The Baum group's most highly publicised political action was an arson attack carried out on 18 May 1942 against the "Soviet Paradise" exhibition in Berlin's "Lustgarten" pleasure park. The objective of the exhibition was to demonstrate to the people the "poverty, misery, depravity and need" that were features of life in the "Jewish Bolshevist Soviet Union". The arson attack inflicted relatively little physical damage on the exhibition, which re-opened the next day, but news of it had a more lasting impact.

Herbert Baum and Heinz Joachim were arrested at work on 22 May 1942. Further arrests followed. Just over two weeks later Marianne Joachim was arrested at the home the couple had shared.

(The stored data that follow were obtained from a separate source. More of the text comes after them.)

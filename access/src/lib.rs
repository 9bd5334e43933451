//! Access control for the CAS records desk
//!
//! Centralizes every "may this principal see or do this" decision:
//!
//! - [`has_permission`]: the pure permission evaluator
//! - [`catalog`]: the closed list of permission tokens and their categories
//! - [`RoleRegistry`]: built-in and custom role bundles
//! - [`SessionProvider`]: authentication and the current [`Principal`]
//! - [`AuditLog`]: bounded trail of recorded actions
//!
//! # Example
//!
//! ```
//! use access::{has_permission, PermissionSet};
//!
//! let perms: PermissionSet = ["read_cases", "case_intake"].into_iter().collect();
//! assert!(has_permission(Some(&perms), "read_cases"));
//! assert!(!has_permission(Some(&perms), "manage_users"));
//! assert!(!has_permission(None, "read_cases"));
//! ```

pub mod audit;
pub mod catalog;
pub mod error;
pub mod evaluator;
pub mod navigation;
pub mod password;
pub mod principal;
pub mod roles;
pub mod session;

// Re-export main types
pub use audit::{AuditEntry, AuditLog};
pub use catalog::{PermissionCategory, PermissionDefinition, ALL_PERMISSIONS};
pub use error::{AccessError, Result};
pub use evaluator::{check, has_permission, require, PermissionSet};
pub use navigation::{visible_sections, NavSection};
pub use principal::{principal_can, Principal, RoleTag};
pub use roles::{DeletionPolicy, Role, RoleRegistry, RoleSummary};
pub use session::{demo_accounts, Account, Directory, Session, SessionProvider};
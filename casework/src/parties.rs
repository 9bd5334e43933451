//! People and charges attached to cases.

use chrono::{DateTime, Utc};
use serde::{Deserialize, Serialize};

/// A charge filed on a criminal case.
#[derive(Debug, Clone, Default, PartialEq, Serialize, Deserialize)]
pub struct Charge {
    /// Offense category, e.g. `burglary`
    pub category: String,
    #[serde(default)]
    pub description: String,
}

/// One side of a civil dispute.
#[derive(Debug, Clone, Default, PartialEq, Serialize, Deserialize)]
pub struct Party {
    pub name: String,
    #[serde(default)]
    pub contact: String,
}

#[derive(Debug, Clone, Default, PartialEq, Serialize, Deserialize)]
pub struct CivilParties {
    pub complainant: Party,
    pub opposing_party: Party,
}

impl CivilParties {
    /// Both sides are named.
    pub fn is_complete(&self) -> bool {
        !self.complainant.name.trim().is_empty() && !self.opposing_party.name.trim().is_empty()
    }
}

#[derive(Debug, Clone, Copy, PartialEq, Eq, Default, Serialize, Deserialize)]
#[serde(rename_all = "snake_case")]
pub enum SuspectStatus {
    #[default]
    Active,
    Cleared,
    Wanted,
    InCustody,
}

#[derive(Debug, Clone, PartialEq, Serialize, Deserialize)]
pub struct Suspect {
    pub id: String,
    pub full_name: String,
    #[serde(default)]
    pub age: Option<u32>,
    #[serde(default)]
    pub status: SuspectStatus,
    #[serde(default)]
    pub aliases: Vec<String>,
    #[serde(default)]
    pub known_associates: Vec<String>,
    #[serde(default)]
    pub notes: String,
    #[serde(default)]
    pub associated_cases: Vec<String>,
    pub created_at: DateTime<Utc>,
}

impl Suspect {
    pub fn new(full_name: impl Into<String>, now: DateTime<Utc>) -> Self {
        Self {
            id: uuid::Uuid::new_v4().to_string(),
            full_name: full_name.into(),
            age: None,
            status: SuspectStatus::Active,
            aliases: Vec::new(),
            known_associates: Vec::new(),
            notes: String::new(),
            associated_cases: Vec::new(),
            created_at: now,
        }
    }
}

#[derive(Debug, Clone, Copy, PartialEq, Eq, Default, Serialize, Deserialize)]
#[serde(rename_all = "snake_case")]
pub enum Reliability {
    High,
    #[default]
    Medium,
    Low,
}

#[derive(Debug, Clone, PartialEq, Serialize, Deserialize)]
pub struct Witness {
    pub id: String,
    pub full_name: String,
    #[serde(default)]
    pub phone: String,
    pub statement: String,
    #[serde(default)]
    pub reliability: Reliability,
    /// Identity withheld from general case views
    #[serde(default)]
    pub is_protected: bool,
    #[serde(default)]
    pub associated_cases: Vec<String>,
    pub created_at: DateTime<Utc>,
}

impl Witness {
    pub fn new(full_name: impl Into<String>, statement: impl Into<String>, now: DateTime<Utc>) -> Self {
        Self {
            id: uuid::Uuid::new_v4().to_string(),
            full_name: full_name.into(),
            phone: String::new(),
            statement: statement.into(),
            reliability: Reliability::Medium,
            is_protected: false,
            associated_cases: Vec::new(),
            created_at: now,
        }
    }
}
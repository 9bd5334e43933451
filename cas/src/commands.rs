//! Command handlers.
//!
//! Each handler returns a [`Report`] holding both renderings and the exit
//! code; `main` only prints and exits.

use anyhow::{anyhow, Context};
use chrono::Utc;
use serde_json::{json, Value};
use tracing::{info, warn};

use access::{check, visible_sections, AuditLog, Directory, Principal, SessionProvider};
use casework::{sections_for, validate_sections, SectionId};

use crate::config::{Command, ConfigError, DeskConfig};

/// Validation ran but mandatory sections are missing, or a check was denied.
pub const EXIT_NEGATIVE: i32 = 2;

/// Outcome of one command.
#[derive(Debug, Clone, PartialEq)]
pub struct Report {
    pub exit_code: i32,
    pub json: Value,
    pub text: String,
}

impl Report {
    fn ok(json: Value, text: String) -> Self {
        Self {
            exit_code: 0,
            json,
            text,
        }
    }

    pub fn render(&self, as_json: bool) -> String {
        if as_json {
            serde_json::to_string_pretty(&self.json).unwrap_or_else(|_| self.json.to_string())
        } else {
            self.text.clone()
        }
    }
}

/// Account directory plus the audit trail for this run.
pub struct Desk {
    pub directory: Directory,
    pub audit: AuditLog,
}

impl Desk {
    pub fn from_config(config: &DeskConfig) -> Result<Self, ConfigError> {
        Ok(Self {
            directory: config.directory()?,
            audit: config.audit_log(),
        })
    }

    fn principal(&self, username: &str) -> anyhow::Result<Principal> {
        let account = self
            .directory
            .account(username)
            .ok_or_else(|| anyhow!("Unknown account: {username}"))?;
        Ok(self.directory.principal_for(account, Utc::now()))
    }
}

pub async fn run(desk: &mut Desk, command: &Command) -> anyhow::Result<Report> {
    match command {
        Command::Check { username, token } => check_permission(desk, username, token),
        Command::Nav { username } => nav(desk, username),
        Command::Sections { case_type } => sections(case_type),
        Command::Validate {
            case_type,
            sections,
        } => validate(case_type, sections),
        Command::Roles => Ok(roles(desk)),
        Command::Login { username, password } => login(desk, username, password).await,
    }
}

fn check_permission(desk: &mut Desk, username: &str, token: &str) -> anyhow::Result<Report> {
    let principal = desk.principal(username)?;
    let allowed = check(Some(&principal.permissions), token)? && principal.is_active;

    let audit_id = desk.audit.record(
        &principal,
        "permission_check",
        "permission",
        token,
        json!({ "allowed": allowed }),
    );
    info!(user = %principal.id, permission = %token, allowed, "Permission checked");

    let verdict = if allowed { "allow" } else { "deny" };
    Ok(Report {
        exit_code: if allowed { 0 } else { EXIT_NEGATIVE },
        json: json!({
            "username": principal.username,
            "token": token,
            "allowed": allowed,
            "permission_digest": principal.permissions.digest(),
            "audit_id": audit_id,
        }),
        text: format!("{verdict}: {} {token}", principal.username),
    })
}

fn nav(desk: &Desk, username: &str) -> anyhow::Result<Report> {
    let principal = desk.principal(username)?;
    let visible = visible_sections(&principal);

    let text = visible
        .iter()
        .map(|s| format!("{:<16} {}", s.label(), s.required_permission()))
        .collect::<Vec<_>>()
        .join("\n");
    Ok(Report::ok(
        json!({ "username": principal.username, "sections": visible }),
        text,
    ))
}

fn sections(case_type: &str) -> anyhow::Result<Report> {
    let sections = sections_for(case_type)?;

    let text = sections
        .iter()
        .map(|s| {
            let marker = if s.mandatory { " *" } else { "" };
            format!("{:<12} {}{marker}", s.id.as_str(), s.label)
        })
        .collect::<Vec<_>>()
        .join("\n");
    Ok(Report::ok(json!({ "case_type": case_type, "sections": sections }), text))
}

fn validate(case_type: &str, populated: &[String]) -> anyhow::Result<Report> {
    for name in populated {
        if name.parse::<SectionId>().is_err() {
            warn!(section = %name, "Ignoring unrecognized section");
        }
    }
    let result = validate_sections(case_type, populated)?;

    let text = if result.ok {
        format!("{case_type}: complete")
    } else {
        let missing: Vec<&str> = result.missing.iter().map(|s| s.label()).collect();
        format!("{case_type}: missing {}", missing.join(", "))
    };
    Ok(Report {
        exit_code: if result.ok { 0 } else { EXIT_NEGATIVE },
        json: json!({ "case_type": case_type, "ok": result.ok, "missing": result.missing }),
        text,
    })
}

fn roles(desk: &Desk) -> Report {
    let summaries = desk.directory.roles().summaries();

    let mut lines = vec![format!(
        "{:<16} {:>5} {:>6} {:>8} {:>8}",
        "ROLE", "USERS", "PERMS", "CRITICAL", "COVERAGE"
    )];
    for s in &summaries {
        lines.push(format!(
            "{:<16} {:>5} {:>6} {:>8} {:>7}%",
            s.role_id, s.user_count, s.total_permissions, s.critical_permissions, s.coverage_percent
        ));
    }
    Report::ok(json!({ "roles": summaries }), lines.join("\n"))
}

async fn login(desk: &mut Desk, username: &str, password: &str) -> anyhow::Result<Report> {
    let session = desk
        .directory
        .login(username, password)
        .await
        .with_context(|| format!("Login failed for {username}"))?;
    let principal = &session.principal;

    desk.audit.record(
        principal,
        "login",
        "session",
        &session.session_id,
        json!({ "role": principal.role }),
    );

    let text = format!(
        "{} ({}, {}) signed in with {} permission(s), {} section(s) visible",
        principal.display_name,
        principal.username,
        principal.role,
        principal.permissions.len(),
        visible_sections(principal).len()
    );
    Ok(Report::ok(
        json!({
            "session_id": session.session_id,
            "principal": principal,
            "permission_digest": principal.permissions.digest(),
        }),
        text,
    ))
}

Heinz Joachim was executed at Berlin's Plötzensee Prison on 18 August 1942. Marianne Joachim was executed at Plötzensee Prison on 4 March 1943. Alfons Joachim, the father of Heinz, was the subject of a denunciation in July 1944: he is known to have died on 4 December 1944 at the Sachsenhausen concentration camp. The mother of Heinz Joachim, Anna Emilie Luise Joachim, was still alive in 1945, as were his four younger brothers. In 1947 they emigrated together to Uruguay where his aunt had married a businessman called Viktor Friedheim. Friedheim owned a chocolate factory and was able to give the family survivors work and support.